In as little as a year, the U.S. Supreme Court will be hearing a case that could have devastating consequences for American women.
South Dakota passed a law in March that outlaws nearly all abortions. The provisions of the bill stand in direct opposition to Roe vs. Wade, and the Christian right is hoping to use it as a catalyst for overturning the 1973 ruling. This couldn’t have come about at a worse time, with the Republican Party controlling both the White House and Congress. Add to that the Bush administration’s appointment of Chief Justice John Roberts and Justice Samuel Alito, and you’ve got a recipe for disaster.
As we watch more and more of our freedoms disappear in this country, it is discouraging to see legislation put forth that specifically targets womens’ rights. If pro-life organizations get their way, thousands of women will suffer just as they did before Roe vs. Wade protected their inalienable right to have control over their own bodies.
Anti-abortion legislation is a threat to all women, but it hurts poor women the most. South Dakota has only one facility that provides the service, Planned Parenthood, and with the passage of this law women will have to travel out of the state for an abortion. For the thousands of women who are living below the poverty line, this simply isn’t an option. These women will be forced to rely on the type of unsafe “underground abortion market” that claimed many lives before the procedure was legalized.

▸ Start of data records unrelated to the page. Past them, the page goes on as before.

use chrono::{DateTime, Utc};
use serde::{Deserialize, Serialize};

use crate::types::{ApiKey, ApiKeyScope, Role, User};

#[derive(Debug, Deserialize)]
pub struct LoginRequest {
    pub username: String,
    pub password: String,
}

#[derive(Debug, Serialize)]
pub struct LoginResponse {
    pub access_token: String,
    pub refresh_token: String,
    pub token_type: &'static str,
    pub expires_in: i64,
    pub refresh_expires_in: i64,
    pub user: UserResponse,
    pub totp_required: bool,
    pub temporary_token: Option<String>,
}

#[derive(Debug, Deserialize)]
pub struct RefreshRequest {
    pub refresh_token: String,
}

#[derive(Debug, Serialize)]
pub struct UserResponse {
    #[serde(flatten)]
    pub user: User,
    pub roles: Vec<Role>,
    pub is_admin: bool,
}

#[derive(Debug, Deserialize)]
pub struct CreateUserRequest {
    pub username: String,
    pub email: String,
    pub password: String,
    #[serde(default)]
    pub role_ids: Vec<i64>,
}

#[derive(Debug, Deserialize)]
pub struct AssignRoleRequest {
    pub role_id: i64,
}

#[derive(Debug, Deserialize)]
pub struct CreateRoleRequest {
    pub name: String,
    #[serde(default)]
    pub description: Option<String>,
    #[serde(default)]
    pub is_admin: bool,
}

#[derive(Debug, Deserialize)]
pub struct StackPermissionRequest {
    pub server_id: i64,
    pub permission: String,
    pub stack_pattern: String,
}

#[derive(Debug, Deserialize)]
pub struct CreateServerRequest {
    pub name: String,
    #[serde(default)]
    pub description: Option<String>,
    pub host: String,
    pub port: u16,
    #[serde(default)]
    pub skip_ssl_verification: bool,
    pub access_token: String,
    #[serde(default = "default_true")]
    pub is_active: bool,
}

#[derive(Debug, Default, Deserialize)]
pub struct UpdateServerRequest {
    pub name: Option<String>,
    pub description: Option<String>,
    pub host: Option<String>,
    pub port: Option<u16>,
    pub skip_ssl_verification: Option<bool>,
    pub access_token: Option<String>,
    pub is_active: Option<bool>,
}

#[derive(Debug, Deserialize)]
pub struct CreateApiKeyRequest {
    pub name: String,
    #[serde(default)]
    pub expires_at: Option<DateTime<Utc>>,
    #[serde(default)]
    pub scopes: Vec<ScopeRequest>,
}

#[derive(Debug, Deserialize)]
pub struct ScopeRequest {
    #[serde(default)]
    pub server_id: Option<i64>,
    pub stack_pattern: String,
    pub permission: String,
}

#[derive(Debug, Serialize)]
pub struct ApiKeyResponse {
    #[serde(flatten)]
    pub key: ApiKey,
    pub scopes: Vec<ApiKeyScope>,
}

#[derive(Debug, Serialize)]
pub struct CreateApiKeyResponse {
    /// Shown once.
    pub api_key: String,
    pub metadata: ApiKeyResponse,
}

#[derive(Debug, Serialize)]
pub struct PermissionsResponse {
    pub permissions: Vec<String>,
}

#[derive(Debug, Serialize)]
#[serde(rename_all = "camelCase")]
pub struct OperationStartedResponse {
    pub operation_id: String,
    pub position_in_queue: i64,
}

/// Either a single compose command or an ordered batch.
#[derive(Debug, Deserialize)]
pub struct OperationBody {
    #[serde(default)]
    pub command: Option<String>,
    #[serde(default)]
    pub options: Vec<String>,
    #[serde(default)]
    pub services: Vec<String>,
    #[serde(default)]
    pub operations: Option<Vec<crate::types::OperationRequest>>,
}

#[derive(Debug, Default, Deserialize)]
pub struct OperationLogQuery {
    pub page: Option<i64>,
    pub page_size: Option<i64>,
    pub search: Option<String>,
    pub server_id: Option<i64>,
    pub stack_name: Option<String>,
    pub command: Option<String>,
    pub status: Option<String>,
    pub days_back: Option<i64>,
}

#[derive(Debug, Default, Deserialize)]
pub struct AuditQuery {
    pub page: Option<i64>,
    pub page_size: Option<i64>,
    pub event_type: Option<String>,
    pub category: Option<String>,
    pub severity: Option<String>,
    pub actor_user_id: Option<i64>,
    pub success: Option<bool>,
}

const fn default_true() -> bool {
    true
}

This is only one example of the negative effects of this backward and narrowminded law. In no part of the bill is there any provision for cases involving rape or incest, and even in the clause that makes an exception in cases in which the mother’s life is at stake, the law encourages doctors to “make reasonable medical efforts” to save both the mother and the child. If the law takes effect, thousands of unwanted pregnancies are going to become thousands of problems for adoption agencies and orphanages. Not to mention the cost to abused women who will be inextricably bound to their abusers by being forced to have a child.
While all of these are good reasons to strike down the proposed anti-abortion law, I don’t think any woman should have to give the government a reason for choosing to have an abortion. The government has no place here; it is a decision that should be made between a woman and her doctor. The Supreme Court has already made it so. Though it is rare, there is a precedent for the reversal of a Supreme Court decision – Brown vs. Board of Education overturned the 1896 ruling that allowed segregation in schools under the “separate but equal” clause – and with recent political developments, there is a small chance that it will happen. As much as I would love to see the GOP commit political suicide by championing legislation that directly disenfranchises more than half of the electorate, it just isn’t worth the cost.
Polaris Garfield is a fourth-year English major and political science minor.